# Masterbuilt Model 20077615



## green1320 (Jan 29, 2015)

Is anyone know anything about masterbuilts model # 20077615? sterbuilt is replacing my MES 30 gen 1 with this model. They stated it is a brand new unit they just released Dec 2014. Any information on this model will be appreciated. They stated it was not one of the new blue tooth units. I can not find any information on this model anywhere other that the manual they sent me on this unit model #.

 Thanks
 Steve


----------



## Bearcarver (Jan 30, 2015)

I have no idea on that, but with that model #, I would think it was a new Bluetooth Unit.

The Bluetooth units were supposedly released in Dec, 2014.

As for their saying it isn't one, I've gotten wrong info from their phone people before.

Bear


----------



## themule69 (Jan 30, 2015)

I'm in the same boat as Bear. I'm not sure what it is.

Happy smoken.

David


----------



## green1320 (Jan 30, 2015)

I agree Bearcarver and themule69, I can not find any info on this unit at all except for the info masterbuilt sent me. I have ask several times about the unit being a bluetooth model and several including the head of CS have assured me that it is not but is replacing the 2007??12 model.


----------



## green1320 (Jan 30, 2015)

Ok here is some pictures of the new model.













71g76Ha-FFL._SL1500_.jpg



__ green1320
__ Jan 30, 2015


















61aU0nIJHtL._SL1000_.jpg



__ green1320
__ Jan 30, 2015


----------



## Bearcarver (Jan 30, 2015)

Green1320 said:


> Ok here is some pictures of the new model.


OK----I don't see any difference between that and the already existing Gen #2 MES units.

If there is a difference it would be something you can't see, like new controls electronics.

Bear


----------



## green1320 (Jan 30, 2015)

Ok just had this unit delivered to me. The only difference i see is that the vent is on the top left of the unit instead of on the side. It does state that the unit is a new model release December 2014.


----------



## Bearcarver (Jan 30, 2015)

Green1320 said:


> Ok just had this unit delivered to me. The only difference i see is that the vent is on the top left of the unit instead of on the side. It does state that the unit is a new model release December 2014.


Does it still have that slanted drip plate with the little water pan hanging from it, or does it have a bigger water pan in the middle near the bottom?

Bear


----------



## green1320 (Jan 30, 2015)

image.jpg



__ green1320
__ Jan 30, 2015





Here is a picture of the side of the box. I am not sure which it has.


----------



## Bearcarver (Jan 30, 2015)

Looks to me like this is the same as the Gen #2, except they moved the top vent from the side to the top left corner.

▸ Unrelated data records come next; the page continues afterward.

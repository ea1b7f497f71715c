//! CLI definitions for untick.

use std::path::PathBuf;

use clap::{Args, Parser, Subcommand};

/// untick CLI.
#[derive(Parser, Debug)]
#[command(name = "untick")]
#[command(about = "Uncheck every checked box on a live web page over the Chrome DevTools Protocol")]
#[command(version)]
pub(crate) struct Cli {
    /// Configuration file path (defaults apply when it does not exist)
    #[arg(short, long, default_value = "untick.toml", global = true)]
    pub config: PathBuf,

    /// Also write daily rolling log files to this directory
    #[arg(long, global = true)]
    pub log_dir: Option<PathBuf>,

    /// Log at debug level
    #[arg(short, long, global = true)]
    pub verbose: bool,

    #[command(flatten)]
    pub browser: BrowserArgs,

    #[command(subcommand)]
    pub command: Option<Commands>,
}

/// Browser and page selection overrides.
#[derive(Args, Debug, Default)]
pub(crate) struct BrowserArgs {
    /// CDP HTTP endpoint
    #[arg(long, env = "UNTICK_ENDPOINT", global = true)]
    pub endpoint: Option<String>,

    /// Launch Chrome if nothing answers on the endpoint
    #[arg(long, global = true)]
    pub launch: bool,

    /// Run a launched Chrome headless
    #[arg(long, global = true)]
    pub headless: bool,

    /// Attach to the first page whose URL contains this text
    #[arg(long, global = true, conflicts_with = "open")]
    pub url_contains: Option<String>,

    /// Open this URL in a new tab and sweep it
    #[arg(long, global = true)]
    pub open: Option<String>,
}

#[derive(Subcommand, Debug)]
pub(crate) enum Commands {
    /// Uncheck everything on the page (default)
    Run {
        /// Override the pass ceiling
        #[arg(long)]
        max_passes: Option<u32>,

        /// Print the report as JSON
        #[arg(long)]
        json: bool,
    },

    /// Count checked boxes without clicking anything
    Count {
        /// Print the counts as JSON
        #[arg(long)]
        json: bool,
    },

    /// List the pages the endpoint exposes
    Pages {
        /// Print the list as JSON
        #[arg(long)]
        json: bool,
    },
}

impl Default for Commands {
    fn default() -> Self {
        Commands::Run {
            max_passes: None,
            json: false,
        }
    }
}
//! Configuration schema definitions.

use serde::{Deserialize, Serialize};
use std::path::PathBuf;

/// Root configuration.
#[derive(Debug, Clone, Default, Serialize, Deserialize)]
pub struct Config {
    #[serde(default)]
    pub browser: BrowserConfig,

    #[serde(default)]
    pub target: TargetConfig,

    #[serde(default)]
    pub sweep: SweepConfig,

    #[serde(default)]
    pub logging: LoggingConfig,
}

/// How to reach the browser.
#[derive(Debug, Clone, Serialize, Deserialize)]
pub struct BrowserConfig {
    /// CDP HTTP endpoint.
    #[serde(default = "default_endpoint")]
    pub endpoint: String,

    /// Launch Chrome when nothing answers on the endpoint.
    #[serde(default)]
    pub launch: bool,

    #[serde(default)]
    pub headless: bool,

    /// Profile directory for a launched Chrome.
    #[serde(default)]
    pub profile_dir: Option<PathBuf>,

    /// Chrome executable; searched for when unset.
    #[serde(default)]
    pub chrome_path: Option<PathBuf>,

    #[serde(default = "default_request_timeout_secs")]
    pub request_timeout_secs: u64,
}

impl Default for BrowserConfig {
    fn default() -> Self {
        Self {
            endpoint: default_endpoint(),
            launch: false,
            headless: false,
            profile_dir: None,
            chrome_path: None,
            request_timeout_secs: default_request_timeout_secs(),
        }
    }
}

fn default_endpoint() -> String {
    "http://localhost:9222".to_string()
}

fn default_request_timeout_secs() -> u64 {
    30
}

/// Which page to sweep.
#[derive(Debug, Clone, Default, Serialize, Deserialize)]
pub struct TargetConfig {
    /// Attach to the first page whose URL contains this text.
    #[serde(default)]
    pub url_contains: Option<String>,

    /// Open this URL in a new tab instead of attaching.
    #[serde(default)]
    pub open_url: Option<String>,
}

/// Sweep tunables.
#[derive(Debug, Clone, Serialize, Deserialize)]
pub struct SweepConfig {
    #[serde(default = "default_max_passes")]
    pub max_passes: u32,

    #[serde(default = "default_stable_passes")]
    pub stable_passes: u32,

    /// Pause after each click, in milliseconds.
    #[serde(default = "default_settle_ms")]
    pub settle_ms: u64,

    /// Pause after each scroll, in milliseconds.
    #[serde(default = "default_scroll_pause_ms")]
    pub scroll_pause_ms: u64,

    #[serde(default = "default_min_scroll_px")]
    pub min_scroll_px: f64,

    #[serde(default = "default_scroll_fraction")]
    pub scroll_fraction: f64,

    #[serde(default = "default_overflow_slack_px")]
    pub overflow_slack_px: f64,
}

impl Default for SweepConfig {
    fn default() -> Self {
        Self {
            max_passes: default_max_passes(),
            stable_passes: default_stable_passes(),
            settle_ms: default_settle_ms(),
            scroll_pause_ms: default_scroll_pause_ms(),
            min_scroll_px: default_min_scroll_px(),
            scroll_fraction: default_scroll_fraction(),
            overflow_slack_px: default_overflow_slack_px(),
        }
    }
}

fn default_max_passes() -> u32 {
    80
}

fn default_stable_passes() -> u32 {
    4
}

fn default_settle_ms() -> u64 {
    25
}

fn default_scroll_pause_ms() -> u64 {
    200
}

fn default_min_scroll_px() -> f64 {
    300.0
}

fn default_scroll_fraction() -> f64 {
    0.8
}

fn default_overflow_slack_px() -> f64 {
    50.0
}

/// Logging configuration.
#[derive(Debug, Clone, Serialize, Deserialize)]
pub struct LoggingConfig {
    /// Filter used when `RUST_LOG` is unset.
    #[serde(default = "default_log_level")]
    pub level: String,

    /// Directory for daily rolling log files; console only when unset.
    #[serde(default)]
    pub dir: Option<PathBuf>,
}

impl Default for LoggingConfig {
    fn default() -> Self {
        Self {
            level: default_log_level(),
            dir: None,
        }
    }
}

fn default_log_level() -> String {
    "info".to_string()
}

#[cfg(test)]
#[path = "schema_tests.rs"]
mod tests;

This was one of the recommendations I gave them, which is also in the new Gen #2.5, along with other of my recommendations like getting rid of the slanted drip plate with the little water pan, and getting more like the internal assembly that the Gen #1 has.

However it looks like yours still has the slanted drip plate in it.

Bear


----------



## pargolfr (Feb 8, 2015)

Interesting. Why did you recommend getting rid of the  slanted drip tray? I've been thinking about getting a new MES and thought that was actually a nice feature, but now you've got me thinking.. Does it fill the water pan up too fast or cause some other kind of problem?


----------



## gary s (Feb 8, 2015)

Bear will probably be back to answer that for you. He has spent a lot of time with the MES and has smoked for years on one

Gary


----------



## Bearcarver (Feb 8, 2015)

ParGolfR said:


> Interesting. Why did you recommend getting rid of the  slanted drip tray? I've been thinking about getting a new MES and thought that was actually a nice feature, but now you've got me thinking.. Does it fill the water pan up too fast or cause some other kind of problem?


That drip pan occupies much of the inside width & depth dimensions of the smoker. It is higher on the right than the left, to get the drips to run downhill to the little water pan hole. Because of these facts, the heat from the element (below) rises to the slanted drip plate and is pushed uphill to the right. Then it eventually seeps around the plate, but this rise to the right causes the right side of the smoker to be hotter than the left.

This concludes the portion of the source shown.